▶ [Data for review]:
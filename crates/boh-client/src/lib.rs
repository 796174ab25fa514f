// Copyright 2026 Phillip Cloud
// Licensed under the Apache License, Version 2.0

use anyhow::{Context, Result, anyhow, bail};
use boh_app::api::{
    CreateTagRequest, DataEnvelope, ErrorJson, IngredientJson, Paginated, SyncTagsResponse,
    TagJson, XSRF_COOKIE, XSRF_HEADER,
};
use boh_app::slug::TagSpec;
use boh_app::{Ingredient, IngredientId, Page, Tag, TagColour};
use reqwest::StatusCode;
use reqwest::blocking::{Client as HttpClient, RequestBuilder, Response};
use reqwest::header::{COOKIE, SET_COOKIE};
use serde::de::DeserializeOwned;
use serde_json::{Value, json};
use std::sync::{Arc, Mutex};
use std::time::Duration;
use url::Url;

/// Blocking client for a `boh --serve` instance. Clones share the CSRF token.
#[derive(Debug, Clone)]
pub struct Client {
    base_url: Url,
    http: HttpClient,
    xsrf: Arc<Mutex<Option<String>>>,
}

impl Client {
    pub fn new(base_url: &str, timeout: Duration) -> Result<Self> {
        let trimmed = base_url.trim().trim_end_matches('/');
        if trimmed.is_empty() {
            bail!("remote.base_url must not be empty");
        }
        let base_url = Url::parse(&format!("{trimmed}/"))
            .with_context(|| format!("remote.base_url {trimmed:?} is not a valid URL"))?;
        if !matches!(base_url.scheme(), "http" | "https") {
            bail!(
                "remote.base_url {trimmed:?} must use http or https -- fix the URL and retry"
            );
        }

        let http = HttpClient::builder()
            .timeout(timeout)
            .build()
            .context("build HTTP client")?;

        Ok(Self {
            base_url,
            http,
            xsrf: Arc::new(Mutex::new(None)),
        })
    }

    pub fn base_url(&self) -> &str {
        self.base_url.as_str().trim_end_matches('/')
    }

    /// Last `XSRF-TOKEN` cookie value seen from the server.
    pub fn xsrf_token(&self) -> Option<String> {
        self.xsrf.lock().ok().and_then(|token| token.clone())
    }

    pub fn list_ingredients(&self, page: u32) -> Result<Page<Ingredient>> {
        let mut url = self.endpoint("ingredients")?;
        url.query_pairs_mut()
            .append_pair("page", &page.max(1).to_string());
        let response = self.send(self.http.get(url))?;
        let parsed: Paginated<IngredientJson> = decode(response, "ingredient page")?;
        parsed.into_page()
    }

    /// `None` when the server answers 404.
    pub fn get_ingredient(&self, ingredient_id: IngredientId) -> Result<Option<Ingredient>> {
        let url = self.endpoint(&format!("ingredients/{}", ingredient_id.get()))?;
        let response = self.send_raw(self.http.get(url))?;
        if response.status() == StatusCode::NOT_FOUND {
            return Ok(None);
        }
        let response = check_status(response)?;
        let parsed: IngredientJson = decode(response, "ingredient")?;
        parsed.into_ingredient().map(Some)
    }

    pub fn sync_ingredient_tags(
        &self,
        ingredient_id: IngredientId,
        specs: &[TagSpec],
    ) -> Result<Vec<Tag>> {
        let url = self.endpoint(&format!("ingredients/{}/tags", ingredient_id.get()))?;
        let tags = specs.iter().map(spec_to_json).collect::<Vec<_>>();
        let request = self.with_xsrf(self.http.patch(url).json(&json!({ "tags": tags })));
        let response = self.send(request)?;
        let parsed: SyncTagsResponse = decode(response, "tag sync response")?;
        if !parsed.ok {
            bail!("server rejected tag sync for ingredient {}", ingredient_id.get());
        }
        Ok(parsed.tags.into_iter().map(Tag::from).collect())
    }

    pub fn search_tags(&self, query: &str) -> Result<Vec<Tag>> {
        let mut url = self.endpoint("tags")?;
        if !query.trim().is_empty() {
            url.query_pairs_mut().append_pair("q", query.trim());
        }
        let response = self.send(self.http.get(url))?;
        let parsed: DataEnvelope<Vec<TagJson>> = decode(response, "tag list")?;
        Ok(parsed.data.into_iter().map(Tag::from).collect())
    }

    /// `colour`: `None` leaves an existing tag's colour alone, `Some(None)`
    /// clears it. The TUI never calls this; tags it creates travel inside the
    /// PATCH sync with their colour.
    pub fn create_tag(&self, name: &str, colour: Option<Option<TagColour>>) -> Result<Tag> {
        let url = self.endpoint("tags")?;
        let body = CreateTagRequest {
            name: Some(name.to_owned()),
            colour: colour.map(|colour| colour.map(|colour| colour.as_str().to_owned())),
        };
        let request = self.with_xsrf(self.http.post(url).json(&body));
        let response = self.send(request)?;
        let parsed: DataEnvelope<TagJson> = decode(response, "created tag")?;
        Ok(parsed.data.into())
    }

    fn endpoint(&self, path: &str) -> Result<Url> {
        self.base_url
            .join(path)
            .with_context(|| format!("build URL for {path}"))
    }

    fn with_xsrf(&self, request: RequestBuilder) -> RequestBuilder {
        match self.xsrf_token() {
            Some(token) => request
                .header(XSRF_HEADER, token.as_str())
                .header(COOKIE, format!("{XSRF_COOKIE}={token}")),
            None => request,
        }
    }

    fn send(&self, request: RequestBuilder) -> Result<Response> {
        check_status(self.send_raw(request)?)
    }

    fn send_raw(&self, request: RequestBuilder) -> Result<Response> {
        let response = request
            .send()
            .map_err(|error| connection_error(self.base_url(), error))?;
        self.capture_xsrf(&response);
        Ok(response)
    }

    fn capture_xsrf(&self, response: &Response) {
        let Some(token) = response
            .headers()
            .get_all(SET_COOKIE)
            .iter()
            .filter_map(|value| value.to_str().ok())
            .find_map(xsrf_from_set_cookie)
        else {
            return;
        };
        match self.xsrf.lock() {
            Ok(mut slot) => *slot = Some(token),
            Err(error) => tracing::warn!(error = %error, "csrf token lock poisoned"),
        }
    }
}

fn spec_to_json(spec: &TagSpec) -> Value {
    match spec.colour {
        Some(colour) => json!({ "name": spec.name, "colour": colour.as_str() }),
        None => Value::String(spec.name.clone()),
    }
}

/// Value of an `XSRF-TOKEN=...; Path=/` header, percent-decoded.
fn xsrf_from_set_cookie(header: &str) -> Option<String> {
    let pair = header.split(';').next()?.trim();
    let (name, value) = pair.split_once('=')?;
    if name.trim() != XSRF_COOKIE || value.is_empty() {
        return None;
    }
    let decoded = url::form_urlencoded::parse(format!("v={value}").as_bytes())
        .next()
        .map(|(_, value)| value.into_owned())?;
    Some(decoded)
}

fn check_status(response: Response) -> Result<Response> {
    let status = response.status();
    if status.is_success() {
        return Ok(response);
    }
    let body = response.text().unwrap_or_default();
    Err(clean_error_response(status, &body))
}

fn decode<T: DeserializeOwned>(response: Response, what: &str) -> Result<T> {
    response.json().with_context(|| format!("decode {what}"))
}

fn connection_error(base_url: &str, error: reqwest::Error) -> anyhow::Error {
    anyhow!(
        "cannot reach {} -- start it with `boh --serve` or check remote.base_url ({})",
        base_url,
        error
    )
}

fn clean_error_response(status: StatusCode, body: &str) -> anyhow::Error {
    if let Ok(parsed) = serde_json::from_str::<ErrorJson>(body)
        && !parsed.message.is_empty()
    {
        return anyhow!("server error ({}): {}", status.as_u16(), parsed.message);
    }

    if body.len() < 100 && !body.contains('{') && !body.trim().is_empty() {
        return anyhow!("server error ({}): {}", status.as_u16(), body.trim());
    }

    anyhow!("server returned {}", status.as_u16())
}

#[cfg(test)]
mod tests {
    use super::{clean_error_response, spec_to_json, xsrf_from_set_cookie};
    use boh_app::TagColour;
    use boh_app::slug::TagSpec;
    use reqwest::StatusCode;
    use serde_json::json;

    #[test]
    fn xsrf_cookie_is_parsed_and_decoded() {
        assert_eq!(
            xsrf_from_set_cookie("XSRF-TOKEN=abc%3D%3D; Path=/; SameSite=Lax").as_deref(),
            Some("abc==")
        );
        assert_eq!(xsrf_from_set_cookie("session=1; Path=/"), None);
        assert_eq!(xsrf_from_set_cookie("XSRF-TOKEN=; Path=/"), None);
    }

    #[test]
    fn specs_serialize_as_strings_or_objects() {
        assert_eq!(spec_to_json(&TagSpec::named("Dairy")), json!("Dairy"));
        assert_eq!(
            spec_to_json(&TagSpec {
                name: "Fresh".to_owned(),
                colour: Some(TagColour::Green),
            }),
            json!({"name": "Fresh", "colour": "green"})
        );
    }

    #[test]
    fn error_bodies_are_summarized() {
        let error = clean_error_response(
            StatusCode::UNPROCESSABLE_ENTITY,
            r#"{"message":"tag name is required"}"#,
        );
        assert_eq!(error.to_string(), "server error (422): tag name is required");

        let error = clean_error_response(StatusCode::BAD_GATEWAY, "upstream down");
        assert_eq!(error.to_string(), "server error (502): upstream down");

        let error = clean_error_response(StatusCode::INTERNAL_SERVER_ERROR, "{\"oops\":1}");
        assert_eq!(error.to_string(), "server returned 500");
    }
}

▶ [Exercise goal]: For this exercise, copy every line of the data that holds "TagColour".

▶ [Problem solution]:
use boh_app::{Ingredient, IngredientId, Page, Tag, TagColour};
    pub fn create_tag(&self, name: &str, colour: Option<Option<TagColour>>) -> Result<Tag> {
    use boh_app::TagColour;
                colour: Some(TagColour::Green),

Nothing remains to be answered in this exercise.